Section 1043, introduced during the George H. W. Bush administration, essentially says that an officer or employee of the executive branch or a judicial officer who is required to divest any property to comply with federal conflict of interest rules can defer paying taxes on capital gains.

In order to qualify, there are three key parts to Section 1043.

First, the individual has to be an “eligible person.” That includes appointees, as well as spouses or children of the appointee whose ownership or property is attributable to the appointee.

Second, the eligible person must obtain a “certificate of divestiture”, which is issued either by the Office of Government Ethics or the president. This certificate identifies the property to be divested and it states that the divestiture of the property is necessary to comply with federal conflict of interest rules.

Third, there is a reinvestment requirement where the person is required to invest the proceeds from the sale of the property in what’s called “permitted property.” Permitted property means two things — any obligation of the US (i.e. Treasury bonds) or any diversified investment fund approved by regulations issued by the Office of Government Ethics.

“The reason they put [Section 1043] in place is to ensure people wouldn’t be unduly penalized if they were asked to serve in a high government position and were forced to sell their life’s assets, the assets they accumulated, to avoid conflict,” tax expert Robert Willens, president of Robert Willens LLC and adjunct professor at Columbia Business School, told Yahoo Finance.

“If there were no way to at least defer the tax from forced sales, qualified people would say, ‘The heck with it’ because of the fortune in taxes to become a member,” he added.

This tax loophole could prove beneficial for some of Trump’s newest picks.

On Monday, Goldman Sachs’ president/COO Gary Cohn was named head of Trump’s National Economic Council. Cohn owns approximately 872,712 shares of Goldman Sachs (GS), a position valued at more than $211 million, according to data compiled by Bloomberg.

A New York resident, Cohn would be taxed at a 31.5% rate for capital gains.

Meanwhile, Exxon Mobil (XOM) CEO Rex Tillerson is being considered for secretary of state. Tillerson owns 2,618,856 shares of Exxon Mobile, a position valued at more than $233 million. In Texas, capital gains are taxed at 25%.

Rex Tillerson

If the person is deemed eligible and they obtain a certificate of divestiture, they have 60 days in which to make the investment in the permitted property. If they invest all the proceeds from the sale in permitted property then they won’t have to recognize the gain from the sale of the offending property, Willens explained.

Keep in mind, the only thing they’re allowed to defer is the capital gain. They can’t defer ordinary income. Stock options would be considered ordinary income because they are compensatory, he added.

Earlier this month, Senators Sheldon Whitehouse (D-RI), Elizabeth Warren (D-MA), and Tammy Baldwin (D-WI) introduced new legislation called “Whitehouse and Warren’s No Windfalls for Government Service Act” that would limit the amount of capital gains that can be deferred to $1 million. Their argument is the wealthy don’t need a financial incentive to enter public service.

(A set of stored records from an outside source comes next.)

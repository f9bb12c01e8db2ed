//! Offset pagination over Storage Service list endpoints.
//!
//! List endpoints answer with `{meta: {total_count, next, offset}, objects}`.
//! [`fetch_all`] keeps requesting pages until `meta.next` is null and returns
//! every object in arrival order.

use reqwest::StatusCode;
use serde::{Deserialize, Serialize};
use serde_json::Value;
use tracing::{debug, instrument, trace};

use crate::error::Error;
use crate::http::ApiClient;
use crate::http::body;
use crate::record::Record;

/// Upper bound on the pages fetched for one listing.
pub const MAX_PAGES: usize = 10_000;

/// A fully materialized listing.
#[derive(Clone, Debug, Default, PartialEq, Serialize, Deserialize)]
pub struct PaginatedListing {
    /// Total number of objects the server reported.
    pub total_count: u64,
    /// Offset to request next. Always `None` once a listing is returned.
    pub next: Option<u64>,
    /// Objects in arrival order.
    pub objects: Vec<Record>,
}

impl PaginatedListing {
    pub fn len(&self) -> usize {
        self.objects.len()
    }

    pub fn is_empty(&self) -> bool {
        self.objects.is_empty()
    }

    pub fn iter(&self) -> impl Iterator<Item = &Record> {
        self.objects.iter()
    }

    /// The `uuid` of each object that has one.
    pub fn uuids(&self) -> Vec<String> {
        self.objects
            .iter()
            .filter_map(|r| r.uuid().map(str::to_string))
            .collect()
    }
}

impl IntoIterator for PaginatedListing {
    type Item = Record;
    type IntoIter = std::vec::IntoIter<Record>;

    fn into_iter(self) -> Self::IntoIter {
        self.objects.into_iter()
    }
}

impl<'a> IntoIterator for &'a PaginatedListing {
    type Item = &'a Record;
    type IntoIter = std::slice::Iter<'a, Record>;

    fn into_iter(self) -> Self::IntoIter {
        self.objects.iter()
    }
}

/// Decode one page.
///
/// The next offset is `meta.offset + 1` when `meta.next` is set and `None`
/// otherwise; the server's own `next` URL is not followed.
pub(crate) fn process_listing(body: &Value, context: &str) -> Result<PaginatedListing, Error> {
    let meta = body
        .get("meta")
        .and_then(Value::as_object)
        .ok_or_else(|| Error::request(None, format!("{}: response has no 'meta' element", context)))?;

    let total_count = meta.get("total_count").and_then(as_count).unwrap_or(0);

    let next = match meta.get("next") {
        None | Some(Value::Null) => None,
        Some(_) => Some(meta.get("offset").and_then(as_count).unwrap_or(0) + 1),
    };

    Ok(PaginatedListing {
        total_count,
        next,
        objects: body.get("objects").map(body::records).unwrap_or_default(),
    })
}

/// Fetch every page of a list endpoint.
///
/// `params` are sent with every request; `offset` is added after the first
/// page. A server whose offsets fail to increase, or that keeps answering
/// past [`MAX_PAGES`] pages, is reported as a request failure.
#[instrument(skip(api, params), fields(base = %api.base()))]
pub(crate) async fn fetch_all(
    api: &ApiClient,
    path: &str,
    params: &[(String, String)],
    context: &str,
) -> Result<PaginatedListing, Error> {
    let mut listing = PaginatedListing::default();
    let mut pages = 0usize;

    loop {
        let mut query: Vec<(String, String)> = Vec::with_capacity(params.len() + 1);
        if let Some(offset) = listing.next {
            query.push(("offset".to_string(), offset.to_string()));
        }
        query.extend_from_slice(params);

        let value = api
            .send_json(api.get(path).query(&query), StatusCode::OK, context)
            .await?;
        let page = process_listing(&value, context)?;
        pages += 1;
        trace!(page = pages, objects = page.objects.len(), next = ?page.next, "fetched page");

        if let (Some(requested), Some(next)) = (listing.next, page.next)
            && next <= requested
        {
            return Err(Error::request(
                None,
                format!("{}: pagination did not advance past offset {}", context, requested),
            ));
        }

        listing.total_count = page.total_count;
        listing.next = page.next;
        listing.objects.extend(page.objects);

        if listing.next.is_none() {
            break;
        }
        if pages >= MAX_PAGES {
            return Err(Error::request(
                None,
                format!("{}: gave up after {} pages", context, MAX_PAGES),
            ));
        }
    }

    debug!(pages, total = listing.total_count, "listing complete");
    Ok(listing)
}

fn as_count(value: &Value) -> Option<u64> {
    match value {
        Value::Number(n) => n.as_u64(),
        Value::String(s) => s.trim().parse().ok(),
        _ => None,
    }
}

#[cfg(test)]
mod tests {
    use super::*;
    use serde_json::json;

    #[test]
    fn next_is_offset_plus_one() {
        let body = json!({
            "meta": {"total_count": 3, "next": "/api/v2/file/?offset=20", "offset": 0},
            "objects": [{"uuid": "a"}]
        });
        let page = process_listing(&body, "ctx").unwrap();
        assert_eq!(page.total_count, 3);
        assert_eq!(page.next, Some(1));
        assert_eq!(page.uuids(), vec!["a"]);
    }

    #[test]
    fn null_next_terminates() {
        let body = json!({
            "meta": {"total_count": "1", "next": null, "offset": 4},
            "objects": []
        });
        let page = process_listing(&body, "ctx").unwrap();
        assert_eq!(page.total_count, 1);
        assert_eq!(page.next, None);
        assert!(page.is_empty());
    }

    #[test]
    fn missing_meta_is_an_error() {
        let err = process_listing(&json!({"objects": []}), "Unable to list").unwrap_err();
        assert_eq!(err.to_string(), "Unable to list: response has no 'meta' element");
    }
}
//! Subcommand implementations.

pub mod ingest;
pub mod package;
pub mod storage;
pub mod transfer;

use anyhow::{Context, Result};
use archivematica::{Archivematica, Operation};
use clap::{Args, Subcommand};

use crate::output;

#[derive(Args, Debug)]
pub struct ProcessingConfigArgs {
    /// Configuration name
    #[arg(default_value = "default")]
    pub name: String,
}

pub async fn processing_config(client: &Archivematica, args: ProcessingConfigArgs) -> Result<()> {
    let xml = client
        .processing_config(&args.name)
        .await
        .context("Failed to fetch processing configuration")?;
    println!("{}", xml);
    Ok(())
}

/// Subcommands every unit kind supports.
#[derive(Subcommand, Debug)]
pub enum UnitSubcommand {
    /// List completed units
    Completed,

    /// Show the status of one unit
    Status {
        /// Unit UUID
        uuid: String,

        /// Pretty-print JSON output
        #[arg(long)]
        pretty: bool,
    },

    /// Hide a unit from the dashboard
    Delete {
        /// Unit UUID
        uuid: String,
    },

    /// Hide every completed unit
    CloseCompleted,
}

pub async fn run_unit(op: &dyn Operation, cmd: UnitSubcommand) -> Result<()> {
    let unit = op.unit();
    match cmd {
        UnitSubcommand::Completed => {
            let uuids = op
                .completed()
                .await
                .with_context(|| format!("Failed to list completed {}s", unit))?;
            if uuids.is_empty() {
                output::note(&format!("No completed {}s.", unit));
            }
            for uuid in uuids {
                println!("{}", uuid);
            }
        }
        UnitSubcommand::Status { uuid, pretty } => {
            let status = op
                .status(&uuid)
                .await
                .with_context(|| format!("Failed to get status of {} {}", unit, uuid))?;
            output::value(&status, pretty)?;
        }
        UnitSubcommand::Delete { uuid } => {
            op.delete(&uuid)
                .await
                .with_context(|| format!("Failed to hide {} {}", unit, uuid))?;
            output::success(&format!("Hid {} {}", unit, uuid));
        }
        UnitSubcommand::CloseCompleted => {
            let report = op
                .close_completed()
                .await
                .with_context(|| format!("Failed to close completed {}s", unit))?;
            output::close_report(&report);
        }
    }
    Ok(())
}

“It is technically just a deferral,” Willens said. “If they allowed you to avoid the [tax on the] gain without taking specific action, maybe [Elizabeth Warren] would have more of a leg to stand on.”

The benefit to Section 1043, of course, is that the person can defer as long as they want, especially if there’s no great need to divest from the approved investment funds. The only way a deferral can be made into a permanent avoidance is if the person dies with the property.


Julia La Roche is a finance reporter at Yahoo Finance.